1. A method for quality monitoring in the aluminum ingot production process, characterized in that, include: Image data of aluminum ingot is obtained by acquiring an image of the aluminum ingot based on an image acquisition trigger signal. The image acquisition trigger signal is a signal detected by an infrared sensor when the aluminum ingot is transported to the image acquisition area. The image data of aluminum ingot includes image data of the upper surface and image data of the four sides of the aluminum ingot. Based on the image data of the aluminum ingot, defects are identified in the aluminum ingot to obtain the first defect information of the aluminum ingot; the first defect information includes the defect ratio and defect location of the aluminum ingot. In response to the fact that the proportion of defects in the aluminum ingot is less than a first preset proportion value, an ultrasonic scanning path is determined based on the location of the defects; an ultrasonic scan is performed on the aluminum ingot based on the ultrasonic scanning path to obtain ultrasonic data of the aluminum ingot. The second defect information of the aluminum ingot is obtained based on the ultrasonic data of the aluminum ingot, and the quality grade of the aluminum ingot is determined based on the second defect information; the second defect information is an internal defect of the aluminum ingot.

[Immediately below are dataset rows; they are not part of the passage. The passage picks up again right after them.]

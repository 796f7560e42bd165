//! Real npm CLI backend.

use std::path::Path;
use std::process::{Command, ExitStatus, Stdio};

use crate::backend::Backend;
use crate::error::{Error, Result};

/// Backend that executes real `npm` (and `npx`) commands.
pub struct NpmBackend {
    npm: String,
    npx: String,
}

impl NpmBackend {
    /// Create a new backend, verifying that npm is reachable.
    pub fn new() -> Result<Self> {
        let backend = Self {
            npm: "npm".to_string(),
            npx: "npx".to_string(),
        };
        if !backend.is_available() {
            return Err(Error::NpmNotFound);
        }
        Ok(backend)
    }

    /// Run npm with inherited stdio, blocking until the child exits.
    fn run_inherited(&self, cwd: &Path, args: &[&str]) -> Result<ExitStatus> {
        log::debug!("running: npm {}", args.join(" "));
        let status = Command::new(&self.npm)
            .args(args)
            .current_dir(cwd)
            .stdin(Stdio::inherit())
            .stdout(Stdio::inherit())
            .stderr(Stdio::inherit())
            .status()?;
        Ok(status)
    }

    /// Run npm with captured output, categorizing failures.
    fn run_checked(&self, cwd: &Path, args: &[&str], package: Option<&str>) -> Result<String> {
        log::debug!("running: npm {}", args.join(" "));
        let output = Command::new(&self.npm)
            .args(args)
            .current_dir(cwd)
            .output()?;

        if !output.status.success() {
            let stderr = String::from_utf8_lossy(&output.stderr);
            return Err(Error::from_npm_output(&stderr, package));
        }

        Ok(String::from_utf8_lossy(&output.stdout).to_string())
    }
}

impl Backend for NpmBackend {
    fn is_available(&self) -> bool {
        Command::new(&self.npm)
            .arg("--version")
            .stdout(Stdio::null())
            .stderr(Stdio::null())
            .status()
            .map(|s| s.success())
            .unwrap_or(false)
    }

    fn create_project(&self, cwd: &Path, name: &str, template: &str) -> Result<ExitStatus> {
        self.run_inherited(
            cwd,
            &["create", "vite@latest", name, "--", "--template", template],
        )
    }

    fn install(&self, project: &Path) -> Result<ExitStatus> {
        self.run_inherited(project, &["install"])
    }

    fn clean_install(&self, project: &Path) -> Result<ExitStatus> {
        self.run_inherited(project, &["ci"])
    }

    fn add_packages(&self, project: &Path, packages: &[&str]) -> Result<()> {
        let mut args = vec!["install", "--silent"];
        args.extend_from_slice(packages);
        self.run_checked(project, &args, packages.first().copied())?;
        Ok(())
    }

    fn update_packages(&self, project: &Path) -> Result<()> {
        log::debug!("running: npx npm-check-updates -u");
        let output = Command::new(&self.npx)
            .args(["npm-check-updates", "-u", "--silent"])
            .current_dir(project)
            .output()?;
        if !output.status.success() {
            let stderr = String::from_utf8_lossy(&output.stderr);
            return Err(Error::from_npm_output(&stderr, None));
        }

        // Versions were bumped in the manifest; bring the tree up to date.
        self.run_checked(project, &["install", "--silent"], None)?;
        Ok(())
    }

    fn run_script(&self, project: &Path, script: &str) -> Result<ExitStatus> {
        self.run_inherited(project, &["run", script])
    }
}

2. The quality monitoring method for aluminum ingot production process as described in claim 1, characterized in that, The quality grades of the aluminum ingots include qualified products, substandard products, and scrap products; Before determining the ultrasonic scanning path based on the defect location in response to the aluminum ingot defect ratio being less than a first preset ratio value, the method further includes: In response to the fact that the proportion of defects in the aluminum ingot is greater than or equal to a first preset proportion value, the quality grade of the aluminum ingot is determined to be scrap.

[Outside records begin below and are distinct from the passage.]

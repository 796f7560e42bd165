//! Interactive JavaScript reference browser.

use anyhow::{Context as _, Result};
use colored::Colorize;
use dialoguer::{Confirm, Select};

use crate::Context;
use crate::catalog::{self, Catalog};
use crate::cli::ChaptersArgs;
use crate::commands::render_topic;
use crate::ui;

pub fn run(_ctx: &Context, args: ChaptersArgs) -> Result<()> {
    let catalog = catalog::javascript::catalog();

    if args.json {
        println!("{}", serde_json::to_string_pretty(&catalog)?);
        return Ok(());
    }

    if let Some(query) = args.chapter.as_deref() {
        match catalog.find(query) {
            Some(topic) => render_topic(topic),
            None => ui::warn(&format!("No chapter matches '{query}'")),
        }
        return Ok(());
    }

    browse(&catalog)
}

/// Selection loop: one blocking prompt per round until the user exits.
fn browse(catalog: &Catalog) -> Result<()> {
    ui::header("JavaScript Chapter Navigator");

    loop {
        let mut items = catalog.names();
        items.push("Exit");

        let selection = Select::new()
            .with_prompt("Select a chapter to view its details")
            .items(&items)
            .default(0)
            .interact()
            .context("Failed to read chapter selection")?;

        if selection == items.len() - 1 {
            break;
        }

        if let Some(topic) = catalog.get(items[selection]) {
            render_topic(topic);
        }

        let again = Confirm::new()
            .with_prompt("View another chapter?")
            .default(true)
            .interact()
            .context("Failed to read confirmation")?;
        if !again {
            break;
        }
    }

    println!();
    println!("{}", "Goodbye!".green());
    Ok(())
}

3. The quality monitoring method for aluminum ingot production process as described in claim 2, characterized in that, The second defect information of the aluminum ingot obtained based on the ultrasonic data of the aluminum ingot includes: The spatial coordinates of the aluminum ingot are determined based on the ultrasonic scanning path, and a detection network is established based on the spatial coordinates. The detection network includes multiple grid cells. The characteristic parameters of the ultrasonic echo signal of each grid cell are obtained, and the cell defect information corresponding to each grid cell is determined based on the characteristic parameters corresponding to each grid cell. The defect information of each grid cell is integrated to obtain the second defect information of the aluminum ingot.

4. The quality monitoring method for aluminum ingot production process as described in claim 3, characterized in that, Determining the quality grade of the aluminum ingot based on the second defect information includes: The defect type is determined based on the aforementioned characteristic parameters, and the defect type includes crack defects, porosity defects, and inclusion defects; A mapping table is constructed based on the defect type and the quality grade of the aluminum ingot; The quality grade of the aluminum ingot is determined by matching the second defect information with the mapping table.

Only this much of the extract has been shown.